(Dataset items)
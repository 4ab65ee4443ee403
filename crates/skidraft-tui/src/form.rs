// Contents of the add/edit player overlay.
//
// Fields are kept as the raw text the user typed; conversion to a
// `FormInput` happens on submit so a bad stat can be reported without
// losing what was entered.

use std::path::PathBuf;

use skidraft_app::protocol::{EditPrefill, FormInput};
use skidraft_core::nationality::{self, Nationality};

pub const STAT_HINT: &str = "Stats must be whole numbers.";

/// Form fields in focus order.
#[derive(Debug, Clone, Copy, PartialEq, Eq, Default)]
pub enum FormField {
    #[default]
    Name,
    Team,
    Nationality,
    Ski,
    Drnk,
    Chaos,
    Coord,
    Photo,
}

impl FormField {
    pub const ALL: [FormField; 8] = [
        FormField::Name,
        FormField::Team,
        FormField::Nationality,
        FormField::Ski,
        FormField::Drnk,
        FormField::Chaos,
        FormField::Coord,
        FormField::Photo,
    ];

    pub fn label(self) -> &'static str {
        match self {
            FormField::Name => "Name",
            FormField::Team => "Team",
            FormField::Nationality => "Nationality",
            FormField::Ski => "SKI",
            FormField::Drnk => "DRNK",
            FormField::Chaos => "CHAOS",
            FormField::Coord => "COORD",
            FormField::Photo => "Photo file",
        }
    }

    fn index(self) -> usize {
        Self::ALL.iter().position(|f| *f == self).unwrap_or(0)
    }

    pub fn next(self) -> Self {
        Self::ALL[(self.index() + 1) % Self::ALL.len()]
    }

    pub fn prev(self) -> Self {
        Self::ALL[(self.index() + Self::ALL.len() - 1) % Self::ALL.len()]
    }
}

#[derive(Debug, Clone, Default, PartialEq, Eq)]
pub struct FormState {
    /// Id of the player being edited; `None` when creating.
    pub editing: Option<String>,
    pub name: String,
    pub team: String,
    /// Index into the nationality table; `None` shows the placeholder.
    pub nationality: Option<usize>,
    pub ski: String,
    pub drnk: String,
    pub chaos: String,
    pub coord: String,
    pub photo_path: String,
    pub focus: FormField,
    /// Validation or rejection message shown under the fields.
    pub hint: Option<String>,
}

impl FormState {
    pub fn from_prefill(prefill: &EditPrefill) -> Self {
        FormState {
            editing: Some(prefill.id.clone()),
            name: prefill.name.clone(),
            team: prefill.team.clone(),
            nationality: prefill
                .flag_id
                .as_deref()
                .and_then(|id| nationality::all().iter().position(|n| n.id == id)),
            ski: prefill.ski.to_string(),
            drnk: prefill.drnk.to_string(),
            chaos: prefill.chaos.to_string(),
            coord: prefill.coord.to_string(),
            ..FormState::default()
        }
    }

    pub fn selected_nationality(&self) -> Option<&'static Nationality> {
        self.nationality.and_then(|i| nationality::all().get(i))
    }

    /// The editable text behind a field. The nationality selector has none.
    pub fn text_mut(&mut self, field: FormField) -> Option<&mut String> {
        match field {
            FormField::Name => Some(&mut self.name),
            FormField::Team => Some(&mut self.team),
            FormField::Nationality => None,
            FormField::Ski => Some(&mut self.ski),
            FormField::Drnk => Some(&mut self.drnk),
            FormField::Chaos => Some(&mut self.chaos),
            FormField::Coord => Some(&mut self.coord),
            FormField::Photo => Some(&mut self.photo_path),
        }
    }

    /// Display text for a field.
    pub fn display(&self, field: FormField) -> String {
        match field {
            FormField::Name => self.name.clone(),
            FormField::Team => self.team.clone(),
            FormField::Nationality => self
                .selected_nationality()
                .map(|n| n.label.to_string())
                .unwrap_or_else(|| "Select nationality".to_string()),
            FormField::Ski => self.ski.clone(),
            FormField::Drnk => self.drnk.clone(),
            FormField::Chaos => self.chaos.clone(),
            FormField::Coord => self.coord.clone(),
            FormField::Photo => self.photo_path.clone(),
        }
    }

    /// Step through placeholder -> table entries -> placeholder.
    pub fn cycle_nationality(&mut self, forward: bool) {
        let len = nationality::all().len();
        self.nationality = match (self.nationality, forward) {
            (None, true) => Some(0),
            (None, false) => len.checked_sub(1),
            (Some(i), true) if i + 1 < len => Some(i + 1),
            (Some(_), true) => None,
            (Some(0), false) => None,
            (Some(i), false) => Some(i - 1),
        };
    }

    /// Convert to the submitted form, or the hint to show instead.
    pub fn to_input(&self) -> Result<FormInput, String> {
        let photo = self.photo_path.trim();
        Ok(FormInput {
            name: self.name.clone(),
            team: self.team.clone(),
            flag_id: self.selected_nationality().map(|n| n.id.to_string()),
            ski: parse_stat(&self.ski)?,
            drnk: parse_stat(&self.drnk)?,
            chaos: parse_stat(&self.chaos)?,
            coord: parse_stat(&self.coord)?,
            photo_path: (!photo.is_empty()).then(|| PathBuf::from(photo)),
        })
    }
}

fn parse_stat(text: &str) -> Result<i32, String> {
    text.trim().parse::<i32>().map_err(|_| STAT_HINT.to_string())
}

Assignment >> Could you transcribe all of the data exactly as it is given?

Written answer >>
repository 4ab65ee4443ee403
filename crates/skidraft-tui/src/form.rs
// Contents of the add/edit player overlay.
//
// Fields are kept as the raw text the user typed; conversion to a
// `FormInput` happens on submit so a bad stat can be reported without
// losing what was entered.

use std::path::PathBuf;

use skidraft_app::protocol::{EditPrefill, FormInput};
use skidraft_core::nationality::{self, Nationality};

pub const STAT_HINT: &str = "Stats must be whole numbers.";

/// Form fields in focus order.
#[derive(Debug, Clone, Copy, PartialEq, Eq, Default)]
pub enum FormField {
    #[default]
    Name,
    Team,
    Nationality,
    Ski,
    Drnk,
    Chaos,
    Coord,
    Photo,
}

impl FormField {
    pub const ALL: [FormField; 8] = [
        FormField::Name,
        FormField::Team,
        FormField::Nationality,
        FormField::Ski,
        FormField::Drnk,
        FormField::Chaos,
        FormField::Coord,
        FormField::Photo,
    ];

    pub fn label(self) -> &'static str {
        match self {
            FormField::Name => "Name",
            FormField::Team => "Team",
            FormField::Nationality => "Nationality",
            FormField::Ski => "SKI",
            FormField::Drnk => "DRNK",
            FormField::Chaos => "CHAOS",
            FormField::Coord => "COORD",
            FormField::Photo => "Photo file",
        }
    }

    fn index(self) -> usize {
        Self::ALL.iter().position(|f| *f == self).unwrap_or(0)
    }

    pub fn next(self) -> Self {
        Self::ALL[(self.index() + 1) % Self::ALL.len()]
    }

    pub fn prev(self) -> Self {
        Self::ALL[(self.index() + Self::ALL.len() - 1) % Self::ALL.len()]
    }
}

#[derive(Debug, Clone, Default, PartialEq, Eq)]
pub struct FormState {
    /// Id of the player being edited; `None` when creating.
    pub editing: Option<String>,
    pub name: String,
    pub team: String,
    /// Index into the nationality table; `None` shows the placeholder.
    pub nationality: Option<usize>,
    pub ski: String,
    pub drnk: String,
    pub chaos: String,
    pub coord: String,
    pub photo_path: String,
    pub focus: FormField,
    /// Validation or rejection message shown under the fields.
    pub hint: Option<String>,
}

impl FormState {
    pub fn from_prefill(prefill: &EditPrefill) -> Self {
        FormState {
            editing: Some(prefill.id.clone()),
            name: prefill.name.clone(),
            team: prefill.team.clone(),
            nationality: prefill
                .flag_id
                .as_deref()
                .and_then(|id| nationality::all().iter().position(|n| n.id == id)),
            ski: prefill.ski.to_string(),
            drnk: prefill.drnk.to_string(),
            chaos: prefill.chaos.to_string(),
            coord: prefill.coord.to_string(),
            ..FormState::default()
        }
    }

    pub fn selected_nationality(&self) -> Option<&'static Nationality> {
        self.nationality.and_then(|i| nationality::all().get(i))
    }

    /// The editable text behind a field. The nationality selector has none.
    pub fn text_mut(&mut self, field: FormField) -> Option<&mut String> {
        match field {
            FormField::Name => Some(&mut self.name),
            FormField::Team => Some(&mut self.team),
            FormField::Nationality => None,
            FormField::Ski => Some(&mut self.ski),
            FormField::Drnk => Some(&mut self.drnk),
            FormField::Chaos => Some(&mut self.chaos),
            FormField::Coord => Some(&mut self.coord),
            FormField::Photo => Some(&mut self.photo_path),
        }
    }

    /// Display text for a field.
    pub fn display(&self, field: FormField) -> String {
        match field {
            FormField::Name => self.name.clone(),
            FormField::Team => self.team.clone(),
            FormField::Nationality => self
                .selected_nationality()
                .map(|n| n.label.to_string())
                .unwrap_or_else(|| "Select nationality".to_string()),
            FormField::Ski => self.ski.clone(),
            FormField::Drnk => self.drnk.clone(),
            FormField::Chaos => self.chaos.clone(),
            FormField::Coord => self.coord.clone(),
            FormField::Photo => self.photo_path.clone(),
        }
    }

    /// Step through placeholder -> table entries -> placeholder.
    pub fn cycle_nationality(&mut self, forward: bool) {
        let len = nationality::all().len();
        self.nationality = match (self.nationality, forward) {
            (None, true) => Some(0),
            (None, false) => len.checked_sub(1),
            (Some(i), true) if i + 1 < len => Some(i + 1),
            (Some(_), true) => None,
            (Some(0), false) => None,
            (Some(i), false) => Some(i - 1),
        };
    }

    /// Convert to the submitted form, or the hint to show instead.
    pub fn to_input(&self) -> Result<FormInput, String> {
        let photo = self.photo_path.trim();
        Ok(FormInput {
            name: self.name.clone(),
            team: self.team.clone(),
            flag_id: self.selected_nationality().map(|n| n.id.to_string()),
            ski: parse_stat(&self.ski)?,
            drnk: parse_stat(&self.drnk)?,
            chaos: parse_stat(&self.chaos)?,
            coord: parse_stat(&self.coord)?,
            photo_path: (!photo.is_empty()).then(|| PathBuf::from(photo)),
        })
    }
}

fn parse_stat(text: &str) -> Result<i32, String> {
    text.trim().parse::<i32>().map_err(|_| STAT_HINT.to_string())
}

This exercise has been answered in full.